Prie-t-on dans votre hôtel de ville ?

Geneviève Gélinas, Graffici, Gaspésie, février 2011

L’automne dernier, l’abandon de la prière aux séances du conseil de la MRC Rocher-Percé a suscité un vif débat. GRAFFICI s’est demandé si des municipalités de la région perpétuaient cette pratique. La réponse est oui. En Gaspésie, 16 maires sur 42, soit plus du tiers, récitent la prière avant de commencer une séance publique.

Plusieurs maires interrogés par GRAFFICI disent prier simplement pour maintenir la coutume ou pour imposer le silence en début de séance. Mais pour le maire de Saint-Godefroi, Gérard Raymond-Blais, l’invocation au Seigneur Jésus qu’il récite signifie beaucoup plus. « Ce que j’appelle l’Être suprême ne peur que nous aider à prendre de bonnes décisions », juge-t-il.

À Port-Daniel-Gascons, le maire Maurice Anglehart récite le Notre-Père devant une assemblée debout. Selon lui, la salle du conseil est « la plus belle pour prier parce que publiquement, tu reconnais ton Dieu et tu lui demande de t’aider. » À ceux qui ne seraient pas d’accord, il répond : « Qu’ils se présentent comme maires. S’ils gagnent, ils feront ce qu’ils voudront. »

L’automne dernier, la préfète de la MRC Rocher-Percé, Diane Lebouthiller, a remplacé la prière récitée par son prédécesseur par un moment de réflexion, estimant que l’Église et l’État doivent restés séparés. La nouvelle élue a invoqué un jugement du Tribunal des droits de la personne, rendu en 2006. Ce tribunal a ordonné au conseil municipal de Laval de cesser la prière, estimant que cette pratique portait atteinte à l’exercice de la liberté de religion et de conscience de la plaignante, Danielle Payette.

Bernard Stevens, le maire de Grande-Rivière, a adopté ce « temps de recueillement » dans sa propre municipalité, même s’il se décrit comme « un catholique très pratiquant ». « Je dis le Notre Père dans ma tête, dit-il. Je ne suis pas plus mauvais si ne professe pas ma foi en beuglant. »

L’abbé Tony DeBlois, curé de Sainte-Thérèse, Val d’Espoir et Percé, avait protesté contre l’abandon de la prière à la MRC Rocher-Percé. Il persiste et signe. « Un temps de silence, c’est mieux que rien, mais non, ça ne me satisfait pas, dit-il. On est une société chrétienne, c’est une des dimensions qui ont fondé notre peuple. Pourquoi serait-ce à nous de s’effacer, d’enlever toute trace de spiritualité dans le débat? »

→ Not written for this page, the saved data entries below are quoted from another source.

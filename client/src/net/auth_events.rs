//! In-process auth-state-change channel.
//!
//! DESIGN
//! ======
//! Listeners register a handler and receive a [`Subscription`]. Dropping the
//! subscription removes the handler, so a mounted component that stores it in
//! `on_cleanup` cannot leak a listener across remounts.
//!
//! The registry is `Arc<Mutex<..>>` so handles can live in Leptos contexts and
//! cleanup closures, which require `Send + Sync`. Handlers run outside the
//! lock; a handler may subscribe or unsubscribe without deadlocking.

#[cfg(test)]
#[path = "auth_events_test.rs"]
mod auth_events_test;

use std::sync::{Arc, Mutex, MutexGuard, PoisonError, Weak};

use access::{AuthEvent, Session};

/// One notification: what happened plus the session after it happened.
#[derive(Clone, Debug, PartialEq, Eq)]
pub struct AuthChange {
    pub event: AuthEvent,
    pub session: Option<Session>,
}

type Handler = Arc<dyn Fn(&AuthChange) + Send + Sync>;

#[derive(Default)]
struct Registry {
    next_id: u64,
    handlers: Vec<(u64, Handler)>,
}

fn lock(registry: &Mutex<Registry>) -> MutexGuard<'_, Registry> {
    registry.lock().unwrap_or_else(PoisonError::into_inner)
}

/// Broadcast hub for [`AuthChange`] notifications. Cheap to clone.
#[derive(Clone, Default)]
pub struct AuthEvents {
    registry: Arc<Mutex<Registry>>,
}

impl AuthEvents {
    #[must_use]
    pub fn new() -> Self {
        Self::default()
    }

    /// Register `handler` until the returned [`Subscription`] is dropped.
    #[must_use = "dropping the subscription unsubscribes immediately"]
    pub fn subscribe<F>(&self, handler: F) -> Subscription
    where
        F: Fn(&AuthChange) + Send + Sync + 'static,
    {
        let mut registry = lock(&self.registry);
        let id = registry.next_id;
        registry.next_id += 1;
        registry.handlers.push((id, Arc::new(handler)));
        Subscription { id, registry: Arc::downgrade(&self.registry) }
    }

    /// Deliver `change` to every current listener, in subscription order.
    pub fn emit(&self, change: &AuthChange) {
        let handlers: Vec<Handler> = lock(&self.registry)
            .handlers
            .iter()
            .map(|(_, handler)| handler.clone())
            .collect();
        for handler in handlers {
            handler(change);
        }
    }

    #[must_use]
    pub fn listener_count(&self) -> usize {
        lock(&self.registry).handlers.len()
    }
}

/// Live registration on an [`AuthEvents`] hub. Unsubscribes on drop.
pub struct Subscription {
    id: u64,
    registry: Weak<Mutex<Registry>>,
}

impl Subscription {
    /// Unsubscribe now. Equivalent to dropping.
    pub fn unsubscribe(self) {}
}

impl Drop for Subscription {
    fn drop(&mut self) {
        if let Some(registry) = self.registry.upgrade() {
            lock(&registry).handlers.retain(|(id, _)| *id != self.id);
        }
    }
}

impl std::fmt::Debug for Subscription {
    fn fmt(&self, f: &mut std::fmt::Formatter<'_>) -> std::fmt::Result {
        f.debug_struct("Subscription").field("id", &self.id).finish()
    }
}
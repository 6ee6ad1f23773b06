//! Password-recovery request: emails a link to the reset page.

use leptos::prelude::*;

use access::LOGIN_PATH;

use crate::components::form_field::{FormField, FormStatus};
use crate::components::site_header::SiteHeader;
use crate::i18n::{Msg, use_i18n};
use crate::net::api::AuthError;
use crate::net::auth_client::AuthClient;
use crate::util::forms::validate_email;
use crate::util::presentation::use_presentation;

#[cfg(test)]
#[path = "forgot_password_test.rs"]
mod forgot_password_test;

/// Outcome shown after a recovery request: `Ok` is an info notice, `Err` an error.
///
/// Rejections of the address itself read the same as success, so the form
/// does not reveal which emails have accounts.
#[cfg_attr(not(feature = "hydrate"), allow(dead_code))]
fn recovery_notice(result: &Result<(), AuthError>) -> Result<Msg, Msg> {
    match result {
        Ok(()) => Ok(Msg::InfoRecoverySent),
        Err(e) if e.status().is_some_and(|s| s != 429 && s < 500) => Ok(Msg::InfoRecoverySent),
        Err(_) => Err(Msg::ErrService),
    }
}

#[component]
pub fn ForgotPasswordPage() -> impl IntoView {
    use_presentation();
    let client = expect_context::<AuthClient>();
    let t = use_i18n();

    let email = RwSignal::new(String::new());
    let error = RwSignal::new(None::<Msg>);
    let info = RwSignal::new(None::<Msg>);
    let busy = RwSignal::new(false);

    let on_submit = move |ev: leptos::ev::SubmitEvent| {
        ev.prevent_default();
        if busy.get() {
            return;
        }
        let email_value = email.get().trim().to_owned();
        if let Err(e) = validate_email(&email_value) {
            error.set(Some(e.msg()));
            return;
        }
        error.set(None);
        busy.set(true);

        let client = client.clone();
        #[cfg(feature = "hydrate")]
        leptos::task::spawn_local(async move {
            match recovery_notice(&client.recover(&email_value).await) {
                Ok(notice) => info.set(Some(notice)),
                Err(notice) => error.set(Some(notice)),
            }
            busy.set(false);
        });
        #[cfg(not(feature = "hydrate"))]
        let _ = (client, email_value);
    };

    view! {
        <SiteHeader/>
        <main class="auth-page">
            <form class="auth-card" on:submit=on_submit>
                <h1>{move || t(Msg::ForgotTitle)}</h1>
                <p class="auth-card__hint">{move || t(Msg::ForgotBody)}</p>
                <FormField label=Msg::EmailLabel value=email input_type="email" autocomplete="email"/>
                <FormStatus error=error info=info/>
                <button class="auth-card__submit" type="submit" disabled=move || busy.get()>
                    {move || if busy.get() { t(Msg::Busy) } else { t(Msg::SubmitForgot) }}
                </button>
                <a class="auth-card__link" href=LOGIN_PATH>{move || t(Msg::NavLogin)}</a>
            </form>
        </main>
    }
}
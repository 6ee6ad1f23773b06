//! # client
//!
//! Leptos + WASM frontend for ViveSano.
//!
//! Pages, layout components, the dashboard session gate, the auth client and
//! its event hub, presentation (theme/locale) hooks, and the message catalog.
//! The same crate renders on the server (`ssr`) and hydrates in the browser
//! (`hydrate`); browser-only glue compiles to no-ops without `hydrate`.

pub mod app;
pub mod components;
pub mod i18n;
pub mod net;
pub mod pages;
pub mod state;
pub mod util;

/// WASM entry point: hydrate the server-rendered [`app::App`].
#[cfg(feature = "hydrate")]
#[wasm_bindgen::prelude::wasm_bindgen]
pub fn hydrate() {
    console_error_panic_hook::set_once();
    let _ = console_log::init_with_level(log::Level::Info);
    leptos::mount::hydrate_body(app::App);
}
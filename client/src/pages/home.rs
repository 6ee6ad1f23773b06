//! Landing page.

use leptos::prelude::*;

use access::REGISTER_PATH;

use crate::components::site_header::SiteHeader;
use crate::i18n::{Msg, use_i18n};
use crate::util::presentation::use_presentation;

#[component]
pub fn HomePage() -> impl IntoView {
    use_presentation();
    let t = use_i18n();

    view! {
        <SiteHeader/>
        <main class="home">
            <section class="hero">
                <p class="hero__tagline">{move || t(Msg::Tagline)}</p>
                <h1 class="hero__title">{move || t(Msg::HeroTitle)}</h1>
                <p class="hero__body">{move || t(Msg::HeroBody)}</p>
                <a class="hero__cta" href=REGISTER_PATH>{move || t(Msg::HeroCta)}</a>
            </section>
        </main>
    }
}
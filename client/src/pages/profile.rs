//! Read-only view of the signed-in account.

use leptos::prelude::*;

use crate::i18n::{Msg, use_i18n};
use crate::state::auth::AuthState;

#[component]
pub fn ProfilePage() -> impl IntoView {
    let auth = expect_context::<RwSignal<AuthState>>();
    let t = use_i18n();

    let full_name = move || {
        auth.get()
            .user
            .and_then(|user| user.full_name)
            .unwrap_or_else(|| "-".to_owned())
    };
    let email = move || auth.get().user.and_then(|user| user.email).unwrap_or_default();

    view! {
        <section class="dashboard-page">
            <h1>{move || t(Msg::ProfileTitle)}</h1>
            <dl class="profile">
                <dt>{move || t(Msg::ProfileName)}</dt>
                <dd>{full_name}</dd>
                <dt>{move || t(Msg::ProfileEmail)}</dt>
                <dd>{email}</dd>
            </dl>
        </section>
    }
}
mod config;
mod guard;
mod routes;
mod services;
mod state;

use std::sync::Arc;

use services::gotrue::GoTrueClient;
use services::session::CookieSettings;

#[tokio::main]
async fn main() {
    let _ = dotenvy::dotenv();
    tracing_subscriber::fmt::init();

    let config = match config::ServerConfig::from_env() {
        Ok(config) => config,
        Err(e) => {
            tracing::error!(error = %e, "invalid configuration");
            std::process::exit(1);
        }
    };

    let auth = match GoTrueClient::new(&config) {
        Ok(client) => client,
        Err(e) => {
            tracing::error!(error = %e, "auth client init failed");
            std::process::exit(1);
        }
    };
    tracing::info!(auth_url = %config.auth_url, cookie_secure = config.cookie_secure, "auth service configured");

    let state = state::AppState::new(
        Arc::new(auth),
        CookieSettings { secure: config.cookie_secure },
        config.site_url.clone(),
    );

    let app = match routes::leptos_app(state) {
        Ok(app) => app,
        Err(e) => {
            tracing::error!(error = %e, "leptos setup failed");
            std::process::exit(1);
        }
    };

    let port = config.port;
    let listener = tokio::net::TcpListener::bind(format!("0.0.0.0:{port}"))
        .await
        .expect("failed to bind");

    tracing::info!(%port, "vivesano listening");
    axum::serve(listener, app).await.expect("server failed");
}
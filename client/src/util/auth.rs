//! Shared auth UI helpers.
//!
//! SYSTEM CONTEXT
//! ==============
//! Every dashboard route renders inside `DashboardLayout`, which calls
//! [`use_session_gate`] once. Pages read the resulting signal for display;
//! they never decide access themselves.

use std::sync::Arc;

use leptos::prelude::*;

use crate::net::auth_client::AuthClient;
use crate::state::auth::AuthState;
use crate::util::browser::BrowserNavigator;
use crate::util::session_gate::SessionGate;

/// Mount a [`SessionGate`] for the current component's lifetime.
///
/// The returned signal starts in `Loading`. In the browser the session query
/// runs in the background and is repeated whenever the session expires;
/// during SSR it never runs, so the server-rendered page always shows the
/// loading placeholder.
pub fn use_session_gate() -> RwSignal<AuthState> {
    let client = expect_context::<AuthClient>();
    let state = RwSignal::new(AuthState::default().mounted());

    let gate = SessionGate::mount(client.events(), Arc::new(BrowserNavigator), move |next: &AuthState| {
        let _ = state.try_set(next.clone());
    });

    #[cfg(feature = "hydrate")]
    {
        use crate::util::browser::unix_now;
        use crate::util::session_gate::watch_session;

        let resolver = gate.resolver();
        leptos::task::spawn_local(async move {
            watch_session(&client, &resolver, unix_now, gloo_timers::future::sleep).await;
        });
    }

    on_cleanup(move || gate.unmount());
    state
}
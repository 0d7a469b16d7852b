use std::fs::File;
use std::io::Write;
use std::path::Path;

use crate::collector::CatalogEntry;
use crate::error::{Error, Result};
use crate::trends::TrendRow;

/// Today's raw snapshot, one row per catalog entry.
pub fn export_today_csv(entries: &[CatalogEntry], path: &Path) -> Result<()> {
    let mut file = File::create(path)?;

    writeln!(
        file,
        "app_id,title,release_date,publisher,price,is_free,genres,player_count,store_link"
    )?;
    for e in entries {
        writeln!(
            file,
            "{},{},{},{},{},{},{},{},{}",
            csv_field(&e.app_id),
            csv_field(&e.title),
            csv_field(&e.release_date),
            csv_field(&e.publisher),
            csv_field(&e.price),
            if e.is_free { "yes" } else { "no" },
            csv_field(&e.genres),
            e.player_count,
            store_link(&e.app_id)
        )?;
    }

    Ok(())
}

pub fn export_trends_csv(rows: &[TrendRow], path: &Path) -> Result<()> {
    let mut file = File::create(path)?;

    writeln!(
        file,
        "app_id,title,latest_players,oldest_players,pct_change,samples_in_window,store_link"
    )?;
    for row in rows {
        writeln!(
            file,
            "{},{},{},{},{:.2},{},{}",
            csv_field(&row.app_id),
            csv_field(&row.title),
            row.latest_players,
            row.oldest_players.map(|v| v.to_string()).unwrap_or_default(),
            row.pct_change,
            row.samples_in_window,
            store_link(&row.app_id)
        )?;
    }

    Ok(())
}

/// The watchlist shares the trend row shape; only the selection differs.
pub fn export_watchlist_csv(rows: &[TrendRow], path: &Path) -> Result<()> {
    export_trends_csv(rows, path)
}

pub fn export_trends_json(rows: &[TrendRow], path: &Path) -> Result<()> {
    let json_str = serde_json::to_string_pretty(rows)
        .map_err(|e| Error::Parse(format!("Failed to serialize JSON: {}", e)))?;

    let mut file = File::create(path)?;
    file.write_all(json_str.as_bytes())?;

    Ok(())
}

fn store_link(app_id: &str) -> String {
    format!("https://store.steampowered.com/app/{}/", app_id)
}

/// Minimal RFC 4180 quoting. Game titles do contain commas and quotes.
fn csv_field(value: &str) -> String {
    if value.contains(',') || value.contains('"') || value.contains('\n') {
        format!("\"{}\"", value.replace('"', "\"\""))
    } else {
        value.to_string()
    }
}

#[cfg(test)]
mod tests {
    use super::*;
    use std::fs;
    use tempfile::tempdir;

    fn row(app_id: &str, title: &str, oldest: Option<u64>, pct: f64) -> TrendRow {
        TrendRow {
            app_id: app_id.to_string(),
            title: title.to_string(),
            latest_players: 150,
            oldest_players: oldest,
            pct_change: pct,
            samples_in_window: if oldest.is_some() { 2 } else { 1 },
        }
    }

    #[test]
    fn test_csv_field_quoting() {
        assert_eq!(csv_field("plain"), "plain");
        assert_eq!(csv_field("a,b"), "\"a,b\"");
        assert_eq!(csv_field("say \"hi\""), "\"say \"\"hi\"\"\"");
    }

    #[test]
    fn test_trends_csv_rounds_and_leaves_missing_oldest_blank() {
        let dir = tempdir().unwrap();
        let path = dir.path().join("trends.csv");
        let rows = vec![
            row("10", "Riser", Some(100), 50.0),
            row("20", "New, Untracked", None, 0.0),
        ];
        export_trends_csv(&rows, &path).unwrap();

        let content = fs::read_to_string(&path).unwrap();
        let lines: Vec<&str> = content.lines().collect();
        assert_eq!(lines.len(), 3);
        assert!(lines[1].contains("150,100,50.00,2"));
        assert!(lines[2].contains("\"New, Untracked\""));
        assert!(lines[2].contains("150,,0.00,1"));
    }

    #[test]
    fn test_today_csv_header_and_rows() {
        let dir = tempdir().unwrap();
        let path = dir.path().join("today.csv");
        let entries = vec![CatalogEntry {
            app_id: "548430".to_string(),
            title: "Deep Rock".to_string(),
            player_count: 12000,
            release_date: "13 May, 2020".to_string(),
            publisher: "Coffee Stain".to_string(),
            price: "$29.99".to_string(),
            is_free: false,
            genres: "Action, Co-op".to_string(),
        }];
        export_today_csv(&entries, &path).unwrap();

        let content = fs::read_to_string(&path).unwrap();
        assert!(content.starts_with("app_id,title,"));
        assert!(content.contains("\"13 May, 2020\""));
        assert!(content.contains("store.steampowered.com/app/548430/"));
    }

    #[test]
    fn test_trends_json_round_trips() {
        let dir = tempdir().unwrap();
        let path = dir.path().join("trends.json");
        export_trends_json(&[row("10", "Riser", Some(100), 50.0)], &path).unwrap();

        let value: serde_json::Value =
            serde_json::from_str(&fs::read_to_string(&path).unwrap()).unwrap();
        assert_eq!(value[0]["app_id"], "10");
        assert_eq!(value[0]["oldest_players"], 100);
    }
}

Ailleurs, l’abandon de la prière s’est fait sans heurts, Joël Côté, maire de Madeleine, a cessé de la réciter après être arrivé au pouvoir en novembre 2009. « Personne ne s’est plaint », dit-il. Même chose à Carleton-sur-Mer, au début des années 2000, où le maire de l’époque, Marc Tétreault, a arrêté de prier à la demande des citoyens. « Il n’y a pas eu de tollé », rapporte-t-il.